He was removed from society in 1975, and when he returned, Otis Johnson entered a whole new world. A testament to the notion that time waits for no one (and has perhaps accelerated in the last few decades), Johnson’s release from prison was much more than a reintroduction to civilization — it was an introduction to the digital age.
Convicted of attempted murder more than four decades ago, Johnson had been incarcerated for 44 years by the time of his release in August 2014. And while rehabilitation for ex-prisoners tends to pose a challenge, nothing could have prepared Johnson for the 21st century.
When Johnson began his lengthy sentence in 1975, the first personal computer had just made an appearance as a kit. Apple had not yet been founded, there were just three major television channels, and the Internet was still several years away from its invention.
When Johnson returned to the world in 2014, cell phones were ubiquitous devices, cars could be driven sans human interaction, and t-shirts could monitor blood pressure.
Johnson’s shock at his foreign environment was captured in an interview with Al Jazeera America, in which the now 69-year-old relates his experiences as a veritable exile from technological progress over the last several decades. Upon his first visit to Times Square, he expresses his confusion at the automatons walking quickly with wires in their ears, all apparently talking to themselves.
It’s an interesting commentary on the effects of technology on not only human behavior, but humanity as a whole. As the rest of the country reaped the (supposed) benefits of technology and innovation, a proportion of our citizenry was left entirely in the dust, impacted by the ravages of time, but privy to none of its advantages.
Every year, a small percentage of prisoners are released who have not seen the rest of the world in two decades or more, and as Al Jazeera reports, “from 1999 to 2014, the number of state and federal prisoners aged 55 and older grew by 250 percent.” As of 2014, inmates over the age of 55 account for 10 percent of the total prison population.
As these inmates near the end of their sentences, there are few resources available to prepare them for what lies beyond. When Johnson was released, he received an ID, his criminal history record, two bus tickets, and $40. None of that could possibly prove useful in navigating a society that has so drastically changed from the one he left so many years ago.
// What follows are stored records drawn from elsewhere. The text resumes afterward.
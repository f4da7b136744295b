//! User store.
//!
//! Accounts are keyed by [`Email`]; the email is unique and an account is
//! never updated or deleted once created.

use std::collections::HashMap;

use tokio::sync::RwLock;

use mauro_core::{Email, UserId};

use super::RepositoryError;
use crate::models::user::User;

/// A stored account: the public user plus its password hash.
#[derive(Debug, Clone)]
struct UserRecord {
    user: User,
    password_hash: String,
}

#[derive(Debug, Default)]
struct UserTable {
    by_email: HashMap<Email, UserRecord>,
    next_id: u64,
}

/// Process-lifetime store of storefront accounts.
#[derive(Debug, Default)]
pub struct UserRepository {
    table: RwLock<UserTable>,
}

impl UserRepository {
    /// Create an empty user store.
    #[must_use]
    pub fn new() -> Self {
        Self::default()
    }

    /// Whether an account exists for this email.
    pub async fn exists(&self, email: &Email) -> bool {
        self.table.read().await.by_email.contains_key(email)
    }

    /// Create a new user with email and password hash.
    ///
    /// The existence check and the insert happen under one write lock, so two
    /// concurrent signups for the same email cannot both succeed.
    ///
    /// # Errors
    ///
    /// Returns `RepositoryError::Conflict` if the email already exists.
    pub async fn create_with_password(
        &self,
        email: &Email,
        password_hash: &str,
    ) -> Result<User, RepositoryError> {
        let mut table = self.table.write().await;

        if table.by_email.contains_key(email) {
            return Err(RepositoryError::Conflict("email already exists".to_owned()));
        }

        table.next_id += 1;
        let user = User {
            id: UserId::new(table.next_id),
            email: email.clone(),
        };

        table.by_email.insert(
            email.clone(),
            UserRecord {
                user: user.clone(),
                password_hash: password_hash.to_owned(),
            },
        );

        Ok(user)
    }

    /// Get a user together with their password hash.
    ///
    /// Returns `None` if no account exists for the email.
    pub async fn get_password_hash(&self, email: &Email) -> Option<(User, String)> {
        self.table
            .read()
            .await
            .by_email
            .get(email)
            .map(|record| (record.user.clone(), record.password_hash.clone()))
    }

    /// Number of registered accounts.
    pub async fn len(&self) -> usize {
        self.table.read().await.by_email.len()
    }

    /// Whether no account has been registered yet.
    pub async fn is_empty(&self) -> bool {
        self.table.read().await.by_email.is_empty()
    }
}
The remarkable bounds technology has made in the last few decades is all but unbelievable, and while living through change allows for some semblance of adaptation, former inmates become prisoners of a new breed, trapped by a changed world. And it’s a world that seems to have neither the patience nor the space for the unfamiliar.
Of course, it isn’t just technology that makes life after prison difficult for ex-inmates. “Prison decides when lights go on and when they go off,” Marieke Liem, a researcher at Harvard Kennedy School, told Al Jazeera. “Every moment of the day is scheduled. When you have been in the prison system the majority of your life, how can you be expected to function as a member of society?”
Prison reform has become a major issue in the last few years, and while a solution is still far from viable, continued efforts in the political arena may ultimately prove useful in helping individuals like Otis Johnson create a life post-incarceration.
“It’s not too late,” said President Obama. “There are people who have gone through tough times, they’ve made mistakes, but with a little bit of help, they can get on the right path.”